WHAT YOU ARE ASKED TO DO>
Scan the records for "into". Report each line that includes it.

Collected data
_____
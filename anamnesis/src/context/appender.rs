//! Exclusive, buffered writer for one content slot.

use tracing::{debug, trace, warn};

use super::message::{Content, MessageId, ToolUse};
use super::message_store::{MessageStore, Slot, SlotKind, lock_state};
use crate::{AnamnesisError, Result};

/// Owns one content slot of an uncommitted message until it is closed,
/// discarded or dropped.
///
/// Fragments are only buffered by [`append`](Self::append); [`close`](Self::close)
/// flushes them to the content sink and into the message. A slot released
/// without closing (discard, drop, failed close) can be reopened with
/// [`MessageStore::open_content`].
#[derive(Debug)]
pub struct ContentAppender {
    message: MessageStore,
    message_id: MessageId,
    slot: usize,
    kind: SlotKind,
    buffer: String,
    finished: bool,
}

impl ContentAppender {
    pub(crate) fn new(
        message: MessageStore,
        message_id: MessageId,
        slot: usize,
        kind: SlotKind,
    ) -> Self {
        Self {
            message,
            message_id,
            slot,
            kind,
            buffer: String::new(),
            finished: false,
        }
    }

    pub fn message_id(&self) -> MessageId {
        self.message_id
    }

    /// Index of the slot within the message
    pub fn slot(&self) -> usize {
        self.slot
    }

    /// Fragments appended so far
    pub fn buffered(&self) -> &str {
        &self.buffer
    }

    pub fn append(&mut self, fragment: &str) {
        trace!(
            message = %self.message_id,
            slot = self.slot,
            len = fragment.len(),
            "Appending fragment"
        );
        self.buffer.push_str(fragment);
    }

    /// Flush the buffer into the message.
    ///
    /// On any error the slot is released rather than closed.
    pub async fn close(mut self) -> Result<()> {
        match self.flush().await {
            Ok(kind) => {
                self.finished = true;
                debug!(message = %self.message_id, slot = self.slot, kind, "Closed content slot");
                Ok(())
            }
            Err(err) => {
                self.release();
                debug!(
                    message = %self.message_id,
                    slot = self.slot,
                    error = %err,
                    "Close failed, released slot"
                );
                Err(err)
            }
        }
    }

    async fn flush(&mut self) -> Result<&'static str> {
        let content = match &self.kind {
            SlotKind::Text => Content::Text(std::mem::take(&mut self.buffer)),
            SlotKind::ToolUse { id, name } => {
                let input = if self.buffer.trim().is_empty() {
                    serde_json::Value::Object(Default::default())
                } else {
                    serde_json::from_str(&self.buffer).map_err(|e| {
                        AnamnesisError::Validation(format!(
                            "tool use input in slot {} of message {} is not valid JSON: {}",
                            self.slot, self.message_id, e
                        ))
                    })?
                };
                Content::ToolUse(ToolUse {
                    id: id.clone(),
                    name: name.clone(),
                    input,
                })
            }
        };

        lock_state(&self.message.state)?.ensure_writable()?;

        self.message
            .context
            .sink
            .append_content(self.message_id, self.slot, &content)
            .await?;

        let kind = content.kind();
        let mut state = lock_state(&self.message.state)?;
        state.ensure_writable()?;
        match state.slots.get_mut(self.slot) {
            Some(slot) if matches!(slot, Slot::Open(_)) => *slot = Slot::Closed(content),
            _ => {
                return Err(AnamnesisError::State(format!(
                    "content slot {} of message {} is no longer owned by this appender",
                    self.slot, self.message_id
                )));
            }
        }
        Ok(kind)
    }

    /// Release the slot without writing anything
    pub fn discard(mut self) {
        self.release();
        debug!(message = %self.message_id, slot = self.slot, "Discarded content slot");
    }

    fn release(&mut self) {
        if self.finished {
            return;
        }
        self.finished = true;
        if let Ok(mut state) = lock_state(&self.message.state)
            && let Some(slot) = state.slots.get_mut(self.slot)
            && matches!(slot, Slot::Open(_))
        {
            *slot = Slot::Released(self.kind.clone());
        }
    }
}

impl Drop for ContentAppender {
    fn drop(&mut self) {
        if !self.finished {
            warn!(
                message = %self.message_id,
                slot = self.slot,
                buffered = self.buffer.len(),
                "Content appender dropped without close, releasing slot"
            );
            self.release();
        }
    }
}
_____
TASK RESULT>
/// flushes them to the content sink and into the message. A slot released
    /// Flush the buffer into the message.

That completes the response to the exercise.